2013 annuity cheat sheet

By Ryan Parker

Bankers Annuity Brokerage

This year has started with much more of a bang than a whimper, which suggests that the new year could be a great one for the annuities market after 2012’s troubled run. Between portability rules, deferred annuities getting hit by fresh tax changes, and a number of annuity brokerages diversifying their offerings, it can sometimes be tough to keep track of the major company and governmental changes. Here’s a quick cheat sheet for two of the biggest changes hitting occurring in 2013.

Deferred annuities may become less attractive due to recent tax changes

As noted in the article “How Washington Is Killing Deferred Annuities” published by the Journal of Financial Planning, there have been a few significant changes in the tax code that may diminish the benefits wealthy clients receive from deferred annuities.

As the authors point out, at the start of 2013, the Bush tax breaks expire, collapsing some of the tax brackets into each other and increasing taxes by approximately 3 percent to 5 percent in each bracket, and up 4.6 percent for those in the highest bracket. This, coupled with the fact that “distributions from annuity contracts made to high-income taxpayers will be subject to an additional 3.8 percent surtax imposed by the Patient Protection and Affordable Care Act of 2010” means deferred payments will be taxed more heavily in 2013. Overall, deferred annuities have become a slightly less desirable option, particularly among wealthy clients.

Bypass trusts are now only necessary in specific cases

The American Taxpayer Relief Act (ATRA), signed temporarily into law in 2010 and permanently into law on January 2nd, 2013 has made it so estate tax exemptions now roll over to the spouse of the deceased. Much in the same way bypass trusts allowed a spouse to ensure that their significant other wouldn’t get hit with a heavy tax burden once their estates were combined, the new law makes it so this happens almost automatically, as long as an estate tax return is filed in a timely manner.

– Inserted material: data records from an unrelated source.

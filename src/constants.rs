//! # Key Namespace Constants
//!
//! Prefixes and delimiters of the single-table key namespace shared by the
//! key codec, the postprocessor router and the production registration list.

/// Separator between a key prefix and the id portion.
pub const KEY_DELIMITER: char = '/';

/// Sort key (and sub prefix) of an entity's root item.
pub const BASE_SUB_PREFIX: &str = "-";

/// Partition key type prefixes
pub mod type_prefix {
    pub const CARD: &str = "card";
    pub const CHAT: &str = "chat";
    pub const CHAT_MESSAGE: &str = "chatMessage";
    pub const COMMENT: &str = "comment";
    pub const POST: &str = "post";
    pub const USER: &str = "user";
}

/// Sort key sub prefixes
pub mod sub_prefix {
    pub const BASE: &str = super::BASE_SUB_PREFIX;
    pub const PROFILE: &str = "profile";
    pub const FOLLOWER: &str = "follower";
}

/// Upstream event names as delivered by the change stream
pub mod event_names {
    pub const INSERT: &str = "INSERT";
    pub const MODIFY: &str = "MODIFY";
    pub const REMOVE: &str = "REMOVE";
}

/// Log operation names emitted by the stream processor
pub mod operations {
    pub const POSTPROCESS: &str = "postprocess";
    pub const ITEM_ADD: &str = "item_add";
    pub const ATTRIBUTE_CHANGE: &str = "attribute_change";
    pub const ITEM_DELETE: &str = "item_delete";
}

/// Key attribute names of the single table
pub mod key_attributes {
    pub const PARTITION_KEY: &str = "partitionKey";
    pub const SORT_KEY: &str = "sortKey";
}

This eases estate planning by not only making it less necessary to establish a bypass trust, but also imposing a $250,000 gray area for the "estimated value" of an estate. Detailed appraisals of an estate and its properties are no longer strictly necessary.

As always, it’s important to know what the options are for clients looking at investing in annuities. This recent piece outlines a number of new offerings that are now on the table. In addition to a few of the larger changes to the tax code in 2013, knowing what’s out there and what’s changing is important to making sure you’re offering up the best solution for your clients.

If nothing else, 2013 will likely be a much more exciting year for annuities, and you can make the most of it by keeping yourself well informed and maintaining a healthy dose of optimism.